A person came with a unilateral white skin lesion with leukotrichia. Diagnosis is
Unilateral lesions make me think of conditions that don't spread symmetrically. Vitiligo is a common depigmentation disorder, but it's usually bilateral. However, there are exceptions. Then there's pityriasis versicolor, which causes hypopigmented patches but typically on the trunk and doesn't involve hair. Tinea versicolor is another possibility, but again, the hair isn't affected.
Wait, leukotrichia is when the hair turns white. This is often seen in conditions where melanocytes are destroyed. Vitiligo definitely causes leukotrichia because the melanocytes are lost, leading to white skin and hair. Since vitiligo can be unilateral in some cases, that might fit here. Other conditions like lichen sclerosus or morphea might have similar features but usually don't involve the hair.

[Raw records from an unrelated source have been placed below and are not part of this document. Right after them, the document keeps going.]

//! Cooperative shutdown of reconciler tasks.
use tokio::sync::watch;

/// Creates a linked trigger and signal.
pub fn channel() -> (ShutdownTrigger, Shutdown) {
    let (sender, receiver) = watch::channel(false);
    (ShutdownTrigger(sender), Shutdown(receiver))
}

/// Requests every linked [`Shutdown`] to fire.
#[derive(Debug)]
pub struct ShutdownTrigger(watch::Sender<bool>);

impl ShutdownTrigger {
    /// Fires the signal. Firing twice is harmless.
    pub fn trigger(&self) {
        // Fails only when every signal is gone already.
        let _ = self.0.send(true);
    }
}

/// Signal observed by reconcilers. Clone it for every task.
///
/// A dropped [`ShutdownTrigger`] counts as a shutdown request.
#[derive(Clone, Debug)]
pub struct Shutdown(watch::Receiver<bool>);

impl Shutdown {
    /// Whether shutdown was requested.
    pub fn is_triggered(&self) -> bool {
        *self.0.borrow()
    }

    /// Resolves once shutdown is requested. Cancel safe.
    pub async fn wait(&mut self) {
        while !*self.0.borrow() {
            if self.0.changed().await.is_err() {
                return;
            }
        }
    }
}
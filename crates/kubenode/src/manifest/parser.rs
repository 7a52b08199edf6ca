//! Multi-document YAML to untyped object trees.
use serde::Deserialize;
use serde_json::{Map, Value};
use thiserror::Error;

/// Failure to turn a YAML stream into manifest items.
#[derive(Debug, Clone, Error, PartialEq, Eq)]
pub enum ParseError {
    /// The stream isn't valid YAML.
    #[error("malformed YAML in document {document}: {message}")]
    MalformedYaml {
        /// Zero-based index of the offending document.
        document: usize,
        /// Parser message.
        message: String,
    },
    /// A document parsed, but isn't a mapping with string keys.
    #[error("document {document} can't be represented as an object: {message}")]
    UnsupportedShape {
        /// Zero-based index of the offending document.
        document: usize,
        /// What was wrong with it.
        message: String,
    },
}

/// Parses a YAML stream into an ordered list of objects.
///
/// Empty, comment-only and `null` documents are skipped, `List` documents are
/// replaced by their items. Either the whole stream converts or nothing does.
pub fn parse_yaml(bytes: &[u8]) -> Result<Vec<Map<String, Value>>, ParseError> {
    let mut items = Vec::new();

    for (document, de) in serde_yaml::Deserializer::from_slice(bytes).enumerate() {
        let yaml = serde_yaml::Value::deserialize(de).map_err(|e| ParseError::MalformedYaml {
            document,
            message: e.to_string(),
        })?;
        if yaml.is_null() {
            continue;
        }

        let json = serde_json::to_value(&yaml).map_err(|e| ParseError::UnsupportedShape {
            document,
            message: e.to_string(),
        })?;
        push_object(&mut items, json, document)?;
    }

    Ok(items)
}

fn push_object(
    items: &mut Vec<Map<String, Value>>,
    value: Value,
    document: usize,
) -> Result<(), ParseError> {
    let object = match value {
        Value::Object(object) => object,
        Value::Null => return Ok(()),
        other => {
            return Err(ParseError::UnsupportedShape {
                document,
                message: format!("expected a mapping, found {}", shape(&other)),
            })
        }
    };
    if object.is_empty() {
        return Ok(());
    }

    if !is_list(&object) {
        items.push(object);
        return Ok(());
    }

    match object.get("items") {
        Some(Value::Array(list)) => {
            for item in list.iter().cloned() {
                push_object(items, item, document)?;
            }
            Ok(())
        }
        None | Some(Value::Null) => Ok(()),
        Some(other) => Err(ParseError::UnsupportedShape {
            document,
            message: format!("list items must be a sequence, found {}", shape(other)),
        }),
    }
}

/// `v1/List`, `meta/v1` lists and friends wrap other objects in `items`.
fn is_list(object: &Map<String, Value>) -> bool {
    let api_version = object
        .get("apiVersion")
        .and_then(Value::as_str)
        .unwrap_or_default();
    let kind = object.get("kind").and_then(Value::as_str).unwrap_or_default();

    kind.ends_with("List") && (api_version == "v1" || api_version.contains("meta/v1"))
}

fn shape(value: &Value) -> &'static str {
    match value {
        Value::Null => "null",
        Value::Bool(_) => "a boolean",
        Value::Number(_) => "a number",
        Value::String(_) => "a string",
        Value::Array(_) => "a sequence",
        Value::Object(_) => "a mapping",
    }
}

Another possibility is congenital conditions like piebaldism, but those are present from birth. The question mentions a person, so it's likely acquired. So the most probable diagnosis is vitiligo. The key points are the depigmentation and leukotrichia, which are classic in vitiligo. The other options like tinea versicolor don't have hair changes. So the answer should be vitiligo.
**Core Concept**
The question tests the diagnosis of acquired hypopigmentation disorders with associated hair changes. **Vitiligo** is characterized by depigmented skin patches and leukotrichia (white hair) due to autoimmune destruction of melanocytes. Unilateral distribution may occur but is less common than symmetrical involvement.
**Why the Correct Answer is Right**
Vitiligo results from T-cell-mediated destruction of melanocytes, leading to loss of melanin in skin and hair. Leukotrichia (white hair) is pathognomonic for vitiligo, distinguishing it from other hypopigmentation disorders. While most cases are bilateral, unilateral vitiligo (segmental type) exists, often following a dermatomal pattern.
**Why Each Wrong Option is Incorrect**
**Option A: Tinea versicolor** β Causes hypopigmented or hyperpigmented patches but spares hair; diagnosed by potassium hydroxide (KOH) prep showing hyphae.
**Option B: Pityriasis versicolor** β Same as tinea versicolor; no hair involvement.
**Option C: Morphea** β Presents with sclerotic plaques, not hypopigmentation or leukotrichia.
**Option D: Piebaldism** β Congenital condition with white forelock and patches, not acquired.
**Clinical Pearl / High-Yield Fact**
Vitiligo is the only hypopigmentation disorder associated with leukotrichia. Remember: **"White skin, white hair, autoimmune flair"** β vitiligo often coexists with thyroid disease or diabetes mellitus.